#### Data section

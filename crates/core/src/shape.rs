//! Value shapes
//!
//! A `Shape` describes how a value is laid out on the wire. It is a closed
//! set: every traversal matches on it exhaustively.
//!
//! ## Nesting rule
//!
//! Only composite members carry a length prefix. A sequence element that is
//! itself a variable-length sequence could never be framed, so it is
//! rejected; wrap the inner sequence in a one-member composite instead.
//! Elements of a variable sequence may not be non-byte fixed sequences
//! either.

use crate::annotation::FieldAnnotation;
use crate::error::{Error, Result};
use crate::scalar::ScalarKind;
use std::borrow::Cow;
use std::fmt;

/// Fieldless classification of a `Shape`
#[derive(Debug, Clone, Copy, PartialEq, Eq, Hash)]
pub enum ShapeKind {
    /// Fixed-width number
    Scalar,
    /// Array of statically known length
    FixedSequence,
    /// Sequence whose length is part of the stream
    VariableSequence,
    /// Raw bytes of statically known length
    FixedBytes,
    /// Raw bytes whose length is part of the stream
    VariableBytes,
    /// Ordered named members
    Composite,
    /// Anything the engine cannot traverse
    Opaque,
}

impl ShapeKind {
    /// Needs a length prefix when it is a composite member
    pub const fn is_variable(self) -> bool {
        matches!(self, ShapeKind::VariableSequence | ShapeKind::VariableBytes)
    }

    /// May be the element of a variable sequence
    pub const fn nests_in_variable(self) -> bool {
        !matches!(
            self,
            ShapeKind::VariableSequence | ShapeKind::VariableBytes | ShapeKind::FixedSequence
        )
    }

    /// May be the element of a fixed sequence
    pub const fn nests_in_fixed(self) -> bool {
        !self.is_variable()
    }
}

/// Wire layout descriptor
#[derive(Debug, Clone, PartialEq)]
pub enum Shape {
    /// A single fixed-width number
    Scalar(ScalarKind),
    /// `len` elements, count never written
    Fixed {
        /// Element count
        len: usize,
        /// Element shape
        elem: Box<Shape>,
    },
    /// Elements preceded by a length prefix when used as a member
    Variable(Box<Shape>),
    /// Contiguous raw bytes; `Some(n)` when the length is static
    Bytes(Option<usize>),
    /// Members in wire order
    Composite(Vec<FieldShape>),
    /// A type the engine does not know how to traverse
    Opaque(String),
}

impl Shape {
    /// Fixed sequence; byte elements become `Bytes(Some(len))`
    pub fn fixed(len: usize, elem: Shape) -> Self {
        match elem {
            Shape::Scalar(ScalarKind::U8) => Shape::Bytes(Some(len)),
            elem => Shape::Fixed {
                len,
                elem: Box::new(elem),
            },
        }
    }

    /// Variable sequence; byte elements become `Bytes(None)`
    pub fn variable(elem: Shape) -> Self {
        match elem {
            Shape::Scalar(ScalarKind::U8) => Shape::Bytes(None),
            elem => Shape::Variable(Box::new(elem)),
        }
    }

    /// Classification
    pub fn kind(&self) -> ShapeKind {
        match self {
            Shape::Scalar(_) => ShapeKind::Scalar,
            Shape::Fixed { .. } => ShapeKind::FixedSequence,
            Shape::Variable(_) => ShapeKind::VariableSequence,
            Shape::Bytes(Some(_)) => ShapeKind::FixedBytes,
            Shape::Bytes(None) => ShapeKind::VariableBytes,
            Shape::Composite(_) => ShapeKind::Composite,
            Shape::Opaque(_) => ShapeKind::Opaque,
        }
    }

    /// Check the whole descriptor up front.
    ///
    /// Reports what a traversal would otherwise hit part-way through:
    /// nested sequences, opaque shapes, and variable members with a missing
    /// or unknown `lenprefix`. Skipped members are not inspected.
    pub fn validate(&self) -> Result<()> {
        self.validate_at("value")
    }

    fn validate_at(&self, path: &str) -> Result<()> {
        match self {
            Shape::Scalar(_) | Shape::Bytes(_) => Ok(()),
            Shape::Fixed { elem, .. } => {
                if !elem.kind().nests_in_fixed() {
                    return Err(Error::NestedSequence(path.to_string()));
                }
                elem.validate_at(&format!("{}[]", path))
            }
            Shape::Variable(elem) => {
                if !elem.kind().nests_in_variable() {
                    return Err(Error::NestedSequence(path.to_string()));
                }
                elem.validate_at(&format!("{}[]", path))
            }
            Shape::Composite(fields) => {
                for field in fields.iter().filter(|f| !f.is_skipped()) {
                    if field.shape.kind().is_variable() {
                        field.annotation.prefix_kind(&field.name)?;
                    }
                    field
                        .shape
                        .validate_at(&format!("{}.{}", path, field.name))?;
                }
                Ok(())
            }
            Shape::Opaque(name) => Err(Error::UnsupportedShape(name.clone())),
        }
    }
}

impl fmt::Display for Shape {
    fn fmt(&self, f: &mut fmt::Formatter<'_>) -> fmt::Result {
        match self {
            Shape::Scalar(kind) => write!(f, "{}", kind),
            Shape::Fixed { len, elem } => write!(f, "[{}; {}]", elem, len),
            Shape::Variable(elem) => write!(f, "[{}]", elem),
            Shape::Bytes(Some(len)) => write!(f, "bytes[{}]", len),
            Shape::Bytes(None) => f.write_str("bytes"),
            Shape::Composite(fields) => {
                f.write_str("{")?;
                for (i, field) in fields.iter().enumerate() {
                    if i > 0 {
                        f.write_str(", ")?;
                    }
                    write!(f, "{}: {}", field.name, field.shape)?;
                }
                f.write_str("}")
            }
            Shape::Opaque(name) => f.write_str(name),
        }
    }
}

/// One member of a composite shape
#[derive(Debug, Clone, PartialEq)]
pub struct FieldShape {
    /// Member name
    pub name: Cow<'static, str>,
    /// Parsed annotation
    pub annotation: FieldAnnotation,
    /// Member layout
    pub shape: Shape,
}

impl FieldShape {
    /// Member with an already parsed annotation
    pub fn new(name: impl Into<Cow<'static, str>>, annotation: FieldAnnotation, shape: Shape) -> Self {
        FieldShape {
            name: name.into(),
            annotation,
            shape,
        }
    }

    /// Member with an annotation string
    pub fn parse(name: impl Into<Cow<'static, str>>, annotation: &str, shape: Shape) -> Self {
        Self::new(name, FieldAnnotation::parse(annotation), shape)
    }

    /// Excluded from the wire
    pub fn is_skipped(&self) -> bool {
        self.annotation.skip || is_placeholder(&self.name)
    }
}

/// Whether a member name marks a discarded slot (`_`, `_pad`, ...)
pub fn is_placeholder(name: &str) -> bool {
    name.starts_with('_')
}
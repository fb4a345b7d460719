//! Composite members
//!
//! A composite is the concatenation of its members in declaration order,
//! with no padding, separators, or framing of its own. Derived and
//! hand-written `Pack` impls both go through [`encode_member`] and
//! [`decode_member`], which apply the member's annotation:
//!
//! 1. skipped and placeholder members contribute nothing and are left
//!    untouched on decode;
//! 2. the member's byte order override replaces the ambient order for the
//!    member and everything nested in it;
//! 3. the value itself decides whether a length prefix is needed.
//!
//! # Example
//!
//! ```
//! use binpack_codec::{encode_member, decode_member, Member, Pack};
//! use binpack_core::{Config, FieldAnnotation, PrefixKind, Result, Shape, ShapeKind};
//! use std::io::{Read, Write};
//!
//! #[derive(Default)]
//! struct Reading {
//!     samples: Vec<u16>,
//! }
//!
//! const SAMPLES: Member = Member::new("samples", FieldAnnotation::with_prefix(PrefixKind::Uint8));
//!
//! impl Pack for Reading {
//!     const KIND: ShapeKind = ShapeKind::Composite;
//!
//!     fn shape() -> Shape {
//!         Shape::Composite(vec![SAMPLES.shape::<Vec<u16>>()])
//!     }
//!
//!     fn encode_value<W: Write + ?Sized>(&self, w: &mut W, cfg: Config) -> Result<()> {
//!         encode_member(&self.samples, w, cfg, &SAMPLES)
//!     }
//!
//!     fn decode_value<R: Read + ?Sized>(&mut self, r: &mut R, cfg: Config) -> Result<()> {
//!         decode_member(&mut self.samples, r, cfg, &SAMPLES)
//!     }
//! }
//! ```

use crate::traits::Pack;
use binpack_core::{is_placeholder, Config, FieldAnnotation, FieldShape, Result};
use std::io::{Read, Write};

/// Static description of one composite member
#[derive(Debug, Clone, PartialEq, Eq)]
pub struct Member {
    /// Member name (`0`, `1`, ... for tuple structs)
    pub name: &'static str,
    /// Parsed annotation
    pub annotation: FieldAnnotation,
}

impl Member {
    /// Create a member description.
    pub const fn new(name: &'static str, annotation: FieldAnnotation) -> Self {
        Member { name, annotation }
    }

    /// Excluded from the wire, by annotation or by placeholder name.
    pub fn is_skipped(&self) -> bool {
        self.annotation.skip || is_placeholder(self.name)
    }

    /// Configuration for the member's subtree.
    pub fn config_for(&self, cfg: Config) -> Config {
        cfg.with_byte_order(self.annotation.resolve_order(cfg.byte_order))
    }

    /// Shape entry for a member of type `T`.
    pub fn shape<T: Pack>(&self) -> FieldShape {
        FieldShape::new(self.name, self.annotation.clone(), T::shape())
    }
}

/// Encode one composite member.
pub fn encode_member<T, W>(value: &T, w: &mut W, cfg: Config, member: &Member) -> Result<()>
where
    T: Pack,
    W: Write + ?Sized,
{
    if member.is_skipped() {
        return Ok(());
    }
    value.encode_field(w, member.config_for(cfg), member)
}

/// Decode one composite member in place.
pub fn decode_member<T, R>(value: &mut T, r: &mut R, cfg: Config, member: &Member) -> Result<()>
where
    T: Pack,
    R: Read + ?Sized,
{
    if member.is_skipped() {
        return Ok(());
    }
    value.decode_field(r, member.config_for(cfg), member)
}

########

### [Exercise description]
Please copy, exactly and with nothing else, the lines above beginning at the line that has "impls both go" and ending with the line that has "for tuple structs)".

### [Answer to the problem]
//! hand-written `Pack` impls both go through [`encode_member`] and
//! [`decode_member`], which apply the member's annotation:
//!
//! 1. skipped and placeholder members contribute nothing and are left
//!    untouched on decode;
//! 2. the member's byte order override replaces the ambient order for the
//!    member and everything nested in it;
//! 3. the value itself decides whether a length prefix is needed.
//!
//! # Example
//!
//! ```
//! use binpack_codec::{encode_member, decode_member, Member, Pack};
//! use binpack_core::{Config, FieldAnnotation, PrefixKind, Result, Shape, ShapeKind};
//! use std::io::{Read, Write};
//!
//! #[derive(Default)]
//! struct Reading {
//!     samples: Vec<u16>,
//! }
//!
//! const SAMPLES: Member = Member::new("samples", FieldAnnotation::with_prefix(PrefixKind::Uint8));
//!
//! impl Pack for Reading {
//!     const KIND: ShapeKind = ShapeKind::Composite;
//!
//!     fn shape() -> Shape {
//!         Shape::Composite(vec![SAMPLES.shape::<Vec<u16>>()])
//!     }
//!
//!     fn encode_value<W: Write + ?Sized>(&self, w: &mut W, cfg: Config) -> Result<()> {
//!         encode_member(&self.samples, w, cfg, &SAMPLES)
//!     }
//!
//!     fn decode_value<R: Read + ?Sized>(&mut self, r: &mut R, cfg: Config) -> Result<()> {
//!         decode_member(&mut self.samples, r, cfg, &SAMPLES)
//!     }
//! }
//! ```

use crate::traits::Pack;
use binpack_core::{is_placeholder, Config, FieldAnnotation, FieldShape, Result};
use std::io::{Read, Write};

/// Static description of one composite member
#[derive(Debug, Clone, PartialEq, Eq)]
pub struct Member {
    /// Member name (`0`, `1`, ... for tuple structs)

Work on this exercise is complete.